Auteur : Agence Science Presse - Pascal Lapointe

Certaines affirmations sur le vaccin anti-COVID semblent tellement étranges que le Détecteur de rumeurs s’attend à ce qu’elles meurent d’elles-mêmes. Ainsi, une affirmation sur une « dangereuse » enzyme appelée luciférase, court depuis au moins décembre 2020 et relie le vaccin… à Lucifer.

Ce qui est vrai : il existe dans la nature des enzymes appelées « luciférases ». Elles sont derrière le phénomène de « bioluminescence », c’est-à-dire la capacité de certains êtres vivants (comme les lucioles) à briller dans le noir. La luciférase déclenche l’oxydation d’une molécule appelée la luciférine, ce qui produit de la lumière. Ces enzymes ont été utilisées dans des recherches sur le coronavirus, comme elles l’avaient été dans de nombreuses autres recherches auparavant: un virus qui « brille » a en effet son utilité lorsque des chercheurs veulent observer en laboratoire comment évolue le virus, ou comment évolue une séquence de ses gènes. Les mots luciférase et luciférine ont été choisis par leur découvreur, le médecin français Raphaël Dubois, à la fin du XIXe siècle.

Ce qui est faux : cette enzyme n’a toutefois pas été utilisée dans les recherches sur le vaccin. Et elle n’est pas dans la liste des ingrédients des vaccins. Quand bien même y serait-elle, elle ne pourrait pas faire briller votre bras comme l’ont prétendu certains messages ni servir de « marqueur » lisible par un « scanner »: le contenu d’un vaccin est éliminé par notre corps en quelques jours.

Ce qui est douteux : bien que le Détecteur de rumeurs ne puisse pas prouver qu’un personnage surnaturel du nom de Lucifer n’existe pas, il semble douteux qu’il ait donné son nom à une enzyme.

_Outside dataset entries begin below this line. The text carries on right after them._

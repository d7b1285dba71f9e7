use std::time::Duration;

use reqwest::header::{HeaderValue, AUTHORIZATION};
use reqwest::{Method, RequestBuilder, StatusCode, Url};
use serde::Serialize;
use serde_json::{json, Value};
use tracing::debug;

use super::{LoginGrant, LoginRequest, Notification, PasswordChange, RegisterRequest, SessionGateway, TokenPair};
use crate::config::ClientConfig;
use crate::error::{invalid_url, AppError, AppResult};
use crate::identity::User;

/// How a 401/403 from an endpoint is reported.
#[derive(Clone, Copy, Debug, PartialEq, Eq)]
enum Auth {
    /// Credentials are the payload (login, refresh): a refusal is an answer, not an expired session.
    Anonymous,
    Bearer,
}

/// REST implementation of [`SessionGateway`].
#[derive(Clone, Debug)]
pub struct HttpGateway {
    base: Url,
    client: reqwest::Client,
}

impl HttpGateway {
    pub fn new(base: &str, timeout: Duration) -> AppResult<Self> {
        let base = Url::parse(base).map_err(invalid_url)?;
        let client = reqwest::Client::builder().timeout(timeout).build()?;
        Ok(Self { base, client })
    }

    pub fn from_config(cfg: &ClientConfig) -> AppResult<Self> {
        Self::new(&cfg.api_base_url, cfg.request_timeout())
    }

    pub fn base(&self) -> &Url { &self.base }

    /// Endpoint paths are appended to the base as-is, so a base with a path prefix keeps it.
    fn url(&self, path: &str) -> AppResult<Url> {
        let joined = format!("{}{}", self.base.as_str().trim_end_matches('/'), path);
        Url::parse(&joined).map_err(invalid_url)
    }

    fn request(&self, method: Method, path: &str, bearer: Option<&str>) -> AppResult<RequestBuilder> {
        let mut rb = self.client.request(method, self.url(path)?);
        if let Some(token) = bearer.filter(|t| !t.is_empty()) {
            rb = rb.header(AUTHORIZATION, HeaderValue::from_str(&format!("Bearer {}", token))?);
        }
        Ok(rb)
    }

    async fn send(&self, rb: RequestBuilder, path: &str, auth: Auth) -> AppResult<Value> {
        let resp = rb.send().await?;
        let status = resp.status();
        let bytes = resp.bytes().await?;
        debug!(target: "echo::gateway", "{} -> {} ({} bytes)", path, status.as_u16(), bytes.len());

        if status.is_success() {
            if bytes.iter().all(|b| b.is_ascii_whitespace()) {
                return Ok(Value::Null);
            }
            return Ok(serde_json::from_slice(&bytes)?);
        }

        let body: Value = serde_json::from_slice(&bytes).unwrap_or(Value::Null);
        let message = error_message(status, &body);
        let unauthorized = status == StatusCode::UNAUTHORIZED || status == StatusCode::FORBIDDEN;
        if unauthorized && auth == Auth::Bearer {
            Err(AppError::unauthorized(format!("http_{}", status.as_u16()), message))
        } else {
            Err(AppError::rejected(format!("http_{}", status.as_u16()), message))
        }
    }

    async fn call<B: Serialize + ?Sized>(
        &self,
        method: Method,
        path: &str,
        bearer: Option<&str>,
        body: Option<&B>,
        auth: Auth,
    ) -> AppResult<Value> {
        let mut rb = self.request(method, path, bearer)?;
        if let Some(b) = body {
            rb = rb.json(b);
        }
        self.send(rb, path, auth).await
    }
}

/// Backend error text: `error`, then `detail`, then the status line.
fn error_message(status: StatusCode, body: &Value) -> String {
    let field = |k: &str| body.get(k).and_then(|v| v.as_str()).filter(|s| !s.trim().is_empty());
    match field("error").or_else(|| field("detail")) {
        Some(s) => s.to_string(),
        None => format!("HTTP {}: {}", status.as_u16(), status.canonical_reason().unwrap_or("")),
    }
}

/// Login answers carry the user either under `data.user` or at the top level.
fn login_grant(body: Value) -> AppResult<LoginGrant> {
    let user = body
        .get("data")
        .and_then(|d| d.get("user"))
        .or_else(|| body.get("user"))
        .cloned()
        .ok_or_else(|| AppError::decode("missing_user", "login response carries no user"))?;
    let text = |k: &str| body.get(k).and_then(|v| v.as_str()).map(|s| s.to_string());
    Ok(LoginGrant {
        user: serde_json::from_value(user)?,
        token: text("token").or_else(|| text("access_token")),
        refresh: text("refresh").or_else(|| text("refresh_token")),
        message: text("message"),
    })
}

/// `GET /auth/user` answers `{success, data: user}` or the bare user.
fn unwrap_user(body: Value) -> AppResult<User> {
    let user = match body {
        Value::Object(mut m) if m.get("data").map(|d| d.is_object()).unwrap_or(false) => m.remove("data").unwrap_or_default(),
        other => other,
    };
    Ok(serde_json::from_value(user)?)
}

/// Notification lists come bare or wrapped in `data`/`results`.
fn unwrap_list(body: Value) -> AppResult<Vec<Notification>> {
    let list = match body {
        Value::Array(items) => Value::Array(items),
        Value::Object(mut m) => m.remove("data").or_else(|| m.remove("results")).unwrap_or(Value::Array(vec![])),
        Value::Null => Value::Array(vec![]),
        other => return Err(AppError::decode("unexpected_shape".to_string(), format!("expected notification list, got {}", other))),
    };
    Ok(serde_json::from_value(list)?)
}

impl SessionGateway for HttpGateway {
    async fn login(&self, req: &LoginRequest) -> AppResult<LoginGrant> {
        let body = self.call(Method::POST, "/auth/login", None, Some(req), Auth::Anonymous).await?;
        login_grant(body)
    }

    async fn register(&self, req: &RegisterRequest) -> AppResult<Value> {
        self.call(Method::POST, "/auth/register", None, Some(req), Auth::Anonymous).await
    }

    async fn forgot_password(&self, email: &str) -> AppResult<Value> {
        self.call(Method::POST, "/auth/forgot-password/", None, Some(&json!({ "email": email })), Auth::Anonymous).await
    }

    async fn update_preferences(&self, bearer: Option<String>, preferences: &Value) -> AppResult<Value> {
        self.call(Method::PATCH, "/auth/preferences/update/", bearer.as_deref(), Some(preferences), Auth::Bearer).await
    }

    async fn change_password(&self, bearer: Option<String>, change: &PasswordChange) -> AppResult<Value> {
        self.call(Method::POST, "/auth/change-password/", bearer.as_deref(), Some(change), Auth::Bearer).await
    }

    async fn current_user(&self, bearer: Option<String>) -> AppResult<User> {
        let body = self.call::<Value>(Method::GET, "/auth/user", bearer.as_deref(), None, Auth::Bearer).await?;
        unwrap_user(body)
    }

    async fn refresh(&self, refresh_token: &str) -> AppResult<TokenPair> {
        let body = self
            .call(Method::POST, "/auth/refresh", None, Some(&json!({ "refresh_token": refresh_token })), Auth::Anonymous)
            .await?;
        Ok(serde_json::from_value(body)?)
    }

    async fn notifications(&self, bearer: Option<String>) -> AppResult<Vec<Notification>> {
        let body = self.call::<Value>(Method::GET, "/notifications", bearer.as_deref(), None, Auth::Bearer).await?;
        unwrap_list(body)
    }
}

Un message d’une « journaliste » du réseau de télé américain Newsmax, qui a depuis été effacé.

Les 3 astuces du Détecteur de rumeurs

1) On appelle « recherche latérale » l’astuce consistant à sortir d’un site pour vérifier une info de base. Par exemple, si on ignore ce qu’est une « luciférase » (ce qui est probablement le cas de la majorité des gens), il peut être sage de faire une recherche Google, qui nous amènera entre autres à une page Wikipédia.

2) Un message Facebook, un mème, une vidéo personnelle, qui prétendent avoir découvert quelque chose d’aussi gros, mais ne citent aucune source, devraient être regardés avec la plus grande suspicion. Ce qui veut dire, là encore, une recherche latérale: outre la définition de la luciférase, cette recherche permettra de découvrir rapidement que beaucoup d’études ont été publiées sur la luciférase, dans bien des domaines de la biologie, depuis très longtemps.

3) Accessoirement, une telle recherche latérale, avec des mots (en français ou en anglais) comme luciferase vaccine COVID, permettra aussi de découvrir des textes de nos collègues vérificateurs de faits, par exemple celui-ci de l’Associated Press remontant déjà à avril dernier, ou celui-ci de Reuters.